Why phone calls from the social worker weren't returned to schedule a time to have the house inspected which would allow for unsupervised home visits? Only when cornered by family members during the second family meeting, after two weeks worth of waiting, was an inspection appointment scheduled.

Why when given the go-ahead to visit with LS that very weekend, there was not a phone call for nearly two weeks? "The foster family was out of town" -- true, and reachable by the e-mail and cell phone contact information that was provided. "I left a message" -- true, to ask to speak with LS and not to schedule a visit; not to mention that the message was left with less than twenty-four hours notice of when a visit would need to occur.

Why LS only had visits on two out of five weekends? Excuses ranged from ill health, to faulty phone service, to leaving a message on Friday night for a Saturday visit, to blaming LS for hanging up the phone too quickly and before arrangements could be made. Never once was there a call back after phone service improved or to follow up on a quick hang up.

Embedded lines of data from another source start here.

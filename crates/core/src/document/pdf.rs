//! Page-level PDF manipulation on top of `lopdf`.
//!
//! Both extraction and merging rebuild a flat page tree: every kept page is
//! re-parented under a fresh `Pages` node, with attributes it used to inherit
//! from its old ancestors copied onto the page itself.

use std::collections::{BTreeMap, BTreeSet};
use std::path::{Path, PathBuf};

use lopdf::{dictionary, Dictionary, Document, Object, ObjectId};

use crate::document::DocumentError;

const INHERITABLE: [&[u8]; 4] = [b"Resources", b"MediaBox", b"CropBox", b"Rotate"];
const MAX_TREE_DEPTH: usize = 64;

pub fn page_count(path: &Path) -> Result<usize, DocumentError> {
    Ok(load(path)?.get_pages().len())
}

/// Copies the pages at `indices` (zero-based) into `dest`, keeping document
/// order. Out-of-range indices are skipped.
pub fn extract_pages(source: &Path, indices: &[usize], dest: &Path) -> Result<PathBuf, DocumentError> {
    let document = load(source)?;
    let keep: BTreeSet<usize> = indices.iter().copied().collect();
    let flattened = flatten(document, Some(&keep));
    if flattened.pages.is_empty() {
        return Err(DocumentError::Empty { path: source.to_path_buf() });
    }
    save(assemble(vec![flattened]), dest)
}

/// Concatenates every page of every input, in input order. Any unreadable
/// input fails the whole merge.
pub fn merge_ordered(inputs: &[PathBuf], dest: &Path) -> Result<PathBuf, DocumentError> {
    if inputs.is_empty() {
        return Err(DocumentError::NothingToMerge);
    }

    let mut next_id = 1;
    let mut sources = Vec::with_capacity(inputs.len());
    for input in inputs {
        let mut document = load(input)?;
        document.renumber_objects_with(next_id);
        next_id = document.max_id + 1;
        sources.push(flatten(document, None));
    }
    save(assemble(sources), dest)
}

fn load(path: &Path) -> Result<Document, DocumentError> {
    Document::load(path).map_err(|error| DocumentError::unreadable(path, error))
}

fn save(mut document: Document, dest: &Path) -> Result<PathBuf, DocumentError> {
    document.save(dest).map_err(|error| DocumentError::write(dest, error))?;
    Ok(dest.to_path_buf())
}

struct Flattened {
    objects: BTreeMap<ObjectId, Object>,
    pages: Vec<(ObjectId, Dictionary)>,
    catalog: Option<Dictionary>,
}

fn object_type(object: &Object) -> Option<&[u8]> {
    let dictionary = match object {
        Object::Dictionary(dictionary) => dictionary,
        Object::Stream(stream) => &stream.dict,
        _ => return None,
    };
    dictionary.get(b"Type").and_then(Object::as_name).ok()
}

fn flatten(document: Document, keep: Option<&BTreeSet<usize>>) -> Flattened {
    let mut pages = Vec::new();
    for (index, page_id) in document.get_pages().into_values().enumerate() {
        if keep.is_some_and(|keep| !keep.contains(&index)) {
            continue;
        }
        if let Ok(page) = document.get_dictionary(page_id) {
            pages.push((page_id, with_inherited(&document, page)));
        }
    }

    let catalog = document
        .trailer
        .get(b"Root")
        .and_then(Object::as_reference)
        .and_then(|root| document.get_dictionary(root))
        .ok()
        .cloned();

    let objects = document
        .objects
        .into_iter()
        .filter(|(_, object)| {
            !matches!(
                object_type(object),
                Some(b"Page" | b"Pages" | b"Catalog" | b"Outlines" | b"Outline")
            )
        })
        .collect();

    Flattened { objects, pages, catalog }
}

fn with_inherited(document: &Document, page: &Dictionary) -> Dictionary {
    let mut page = page.clone();
    let mut parent = page.get(b"Parent").and_then(Object::as_reference).ok();
    let mut depth = 0;

    while let Some(parent_id) = parent {
        if depth == MAX_TREE_DEPTH {
            break;
        }
        let Ok(node) = document.get_dictionary(parent_id) else {
            break;
        };
        for key in INHERITABLE {
            if !page.has(key) {
                if let Ok(value) = node.get(key) {
                    page.set(key.to_vec(), value.clone());
                }
            }
        }
        parent = node.get(b"Parent").and_then(Object::as_reference).ok();
        depth += 1;
    }

    page
}

fn assemble(sources: Vec<Flattened>) -> Document {
    let highest = sources
        .iter()
        .flat_map(|source| {
            source.objects.keys().map(|id| id.0).chain(source.pages.iter().map(|(id, _)| id.0))
        })
        .max()
        .unwrap_or(0);
    let pages_id: ObjectId = (highest + 1, 0);
    let catalog_id: ObjectId = (highest + 2, 0);

    let mut document = Document::with_version("1.5");
    let mut kids = Vec::new();
    let mut catalog = None;

    for source in sources {
        if catalog.is_none() {
            catalog = source.catalog;
        }
        document.objects.extend(source.objects);
        for (page_id, mut page) in source.pages {
            page.set("Parent", pages_id);
            document.objects.insert(page_id, Object::Dictionary(page));
            kids.push(Object::Reference(page_id));
        }
    }

    let count = kids.len() as i64;
    document.objects.insert(
        pages_id,
        Object::Dictionary(dictionary! {
            "Type" => "Pages",
            "Kids" => kids,
            "Count" => count,
        }),
    );

    let mut catalog = catalog.unwrap_or_else(Dictionary::new);
    catalog.set("Type", "Catalog");
    catalog.set("Pages", pages_id);
    catalog.remove(b"Outlines");
    catalog.remove(b"PageLabels");
    document.objects.insert(catalog_id, Object::Dictionary(catalog));
    document.trailer.set("Root", catalog_id);
    document.max_id = catalog_id.0;
    document.prune_objects();
    document
}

Here are other things I don't understand:

Why, when given our phone number, it took six months for you to call LS and then only after prompted by the social workers.

Why you don't call LS every day, multiple times a day. Were our roles reversed, I can only imagine that I'd be on the phone with my child when she woke up, got home from school, finished homework, and before bedtime EVERY DAY. Someone would have to tell me to STOP calling... not prompt me to start.

How you can stand to be away from you daughter, when she could and should be home with you right now is something I cannot understand; have not understood with any other birth parents... and I never will.

Tuesday, September 24, 2013

Fourteen Steps

On a Sunday morning - a typical-for-our-family-of-ten - Sunday morning a few months ago when I had finally made it downstairs to the kitchen, in the hearing of my precious offspring I made a comment something like, "Well, I guess I could write a book about how to get ready for church in fourteen easy steps."

Not all of our kids are developmentally astute enough to pick up on subtle sarcasm, but the few who are just kind of stared and chuckled nervously. It must have been apparent that the sarcasm was borne out of fairly intense frustration.

Our daughter who is never at a loss for words, but often lacking interpersonal tact, asked, "What are the fourteen steps?"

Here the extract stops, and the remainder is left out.